Maya Angelou and Sally Ride will be the first of 20 women to be honored on quarters

AP Photo/Debra Reid, AP Photo/Nell Redmond

Beginning in early 2022, the U.S. Mint is honoring 20 inspiring women by featuring them on a series of new quarters as part of the American Women Quarters Program.

The first of the new quarters, which debut in January next year and will continue in circulation through 2025, will feature two trailblazing women: poet Maya Angelou and astronaut Dr.

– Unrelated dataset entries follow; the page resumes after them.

//! Sequence Encoding
//!
//! Nucleotide queries are indexed one base per byte in BLASTNA codes (A=0, C=1,
//! G=2, T=3, ambiguity codes 4..15). Nucleotide subjects are scanned in packed
//! ncbi2na form.
//!
//! # Packing Order
//! 4 nucleotides are packed into each byte, most significant bits first:
//! - Base 0: bits 6-7 (shift 6)
//! - Base 1: bits 4-5 (shift 4)
//! - Base 2: bits 2-3 (shift 2)
//! - Base 3: bits 0-1 (shift 0)

use crate::error::{LookupError, Result};

/// Compression ratio: 4 nucleotides per byte
pub const COMPRESSION_RATIO: usize = 4;

/// Bit mask for extracting a single 2-bit base
const BASE_MASK: u8 = 0x03;

// IUPAC letter -> BLASTNA code; anything unrecognised maps to 15.
const IUPACNA_TO_BLASTNA: [u8; 128] = [
    15, 15, 15, 15, 15, 15, 15, 15, 15, 15, 15, 15, 15, 15, 15, 15,
    15, 15, 15, 15, 15, 15, 15, 15, 15, 15, 15, 15, 15, 15, 15, 15,
    15, 15, 15, 15, 15, 15, 15, 15, 15, 15, 15, 15, 15, 15, 15, 15,
    15, 15, 15, 15, 15, 15, 15, 15, 15, 15, 15, 15, 15, 15, 15, 15,
    15,  0, 10,  1, 11, 15, 15,  2, 12, 15, 15,  7, 15,  6, 14, 15,
    15, 15,  4,  9,  3,  3, 13,  8, 15,  5, 15, 15, 15, 15, 15, 15,
    15, 15, 15, 15, 15, 15, 15, 15, 15, 15, 15, 15, 15, 15, 15, 15,
    15, 15, 15, 15, 15, 15, 15, 15, 15, 15, 15, 15, 15, 15, 15, 15,
];

#[inline]
fn encode_iupac_base_to_blastna(base: u8) -> u8 {
    let upper = base.to_ascii_uppercase() as usize;
    if upper < IUPACNA_TO_BLASTNA.len() {
        IUPACNA_TO_BLASTNA[upper]
    } else {
        15
    }
}

/// Encode an ASCII sequence to BLASTNA codes (one base per byte).
/// Codes above 3 are ambiguity codes and never take part in an indexed word.
pub fn encode_blastna(seq: &[u8]) -> Vec<u8> {
    seq.iter().map(|&base| encode_iupac_base_to_blastna(base)).collect()
}

/// Encode an ASCII sequence to packed ncbi2na (4 bases per byte, remainder count
/// in the low bits of the last byte). Ambiguity codes keep their low two bits.
pub fn pack_ncbi2na(seq: &[u8]) -> Vec<u8> {
    if seq.is_empty() {
        return Vec::new();
    }

    let mut packed = vec![0u8; seq.len() / COMPRESSION_RATIO + 1];
    for (chunk, byte) in seq.chunks(COMPRESSION_RATIO).zip(packed.iter_mut()) {
        for (i, &base) in chunk.iter().enumerate() {
            let code = encode_iupac_base_to_blastna(base) & BASE_MASK;
            *byte |= code << (6 - 2 * i);
        }
    }
    let last = packed.len() - 1;
    packed[last] |= (seq.len() % COMPRESSION_RATIO) as u8;
    packed
}

/// Borrowed view of a packed ncbi2na subject sequence.
#[derive(Debug, Clone, Copy)]
pub struct PackedNucleotides<'a> {
    bytes: &'a [u8],
    len: usize,
}

impl<'a> PackedNucleotides<'a> {
    /// View `len` bases stored in `bytes`. Bytes past the last base (such as the
    /// remainder byte written by [`pack_ncbi2na`]) are allowed and ignored.
    pub fn new(bytes: &'a [u8], len: usize) -> Result<Self> {
        let needed = (len + COMPRESSION_RATIO - 1) / COMPRESSION_RATIO;
        if bytes.len() < needed {
            return Err(LookupError::malformed(format!(
                "{len} packed bases need {needed} bytes, got {}",
                bytes.len()
            )));
        }
        Ok(Self { bytes, len })
    }

    /// Length in bases.
    #[inline]
    pub fn len(&self) -> usize {
        self.len
    }

    #[inline]
    pub fn is_empty(&self) -> bool {
        self.len == 0
    }

    #[inline]
    pub fn bytes(&self) -> &'a [u8] {
        self.bytes
    }

    /// Base at `pos` (0=A, 1=C, 2=G, 3=T).
    #[inline(always)]
    pub fn base(&self, pos: usize) -> u8 {
        let byte = self.bytes[pos / COMPRESSION_RATIO];
        (byte >> (6 - 2 * (pos % COMPRESSION_RATIO))) & BASE_MASK
    }

    /// Hash of the `word_length` bases starting at `pos`, first base most significant.
    ///
    /// Works at any phase inside a byte: the covering bytes are loaded together,
    /// then the leading phase and trailing bases are shifted off. Requires
    /// `word_length <= 12` and `pos + word_length <= len`.
    #[inline(always)]
    pub fn word_at(&self, pos: usize, word_length: usize) -> usize {
        let phase = pos % COMPRESSION_RATIO;
        let first = pos / COMPRESSION_RATIO;
        let last = (pos + word_length - 1) / COMPRESSION_RATIO;
        let mut acc: u64 = 0;
        for &b in &self.bytes[first..=last] {
            acc = (acc << 8) | b as u64;
        }
        let covered = (last - first + 1) * COMPRESSION_RATIO;
        let trailing = covered - phase - word_length;
        ((acc >> (2 * trailing)) & ((1u64 << (2 * word_length)) - 1)) as usize
    }
}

Sally Ride.

The reverse (tail) sides of the quarters will have designs showcasing the accomplishments and contributions of the women, while the heads of the quarters will continue to display a likeness of George Washington, though it will be designed differently to distinguish it from the current image.

U.S. Mint

The American Women Quarters Program is a four-year program, with the U.S. Mint issuing up to five new reverse designs each year. The public is invited to submit recommendations for women to be honored by filling out a form stating why a particular woman should be chosen.

The women selected can have played a role in a wide variety of fields including suffrage, civil rights, abolition, government, humanities, science, space and the arts. The women will all come from ethnically, racially and geographically diverse backgrounds.

This initiative is authorized by the Circulating Collectible Coin Redesign Act of 2020 (Public Law 116-330), which also states that no living person may be featured on coin designs, so all of the women chosen to appear on the quarter must also be deceased.

U.S. Mint

While this is the first time Angelou and Ride will be featured on U.S. currency, both women have been featured on postage stamps in the past. And both women have been honored in recent years by Mattel, as the brand has included them in its Inspiring Women collection.

Ride, who was the first American woman to go into outer space and the first acknowledged gay astronaut, took off on a mission in 1983 aboard the Challenger space shuttle. The Sally Ride Barbie comes with a blue NASA spacesuit.

Mattel

Angelou was a writer, actress and dancer, who received numerous awards and accolades, including more than 50 honorary doctorates and the Presidential Medal of Freedom. She was also the first African American and female poet to speak at a U.S. Presidential Inauguration.

The Barbie bearing her likeness is wearing a head wrap and floral-print dress, and comes with a miniature version of Angelou’s 1969 autobiography, “I Know Why the Caged Bird Sings,” which made history as the first nonfiction bestseller by a Black woman.

Mattel

Which other inspiring women would you like to see featured on the U.S. quarter?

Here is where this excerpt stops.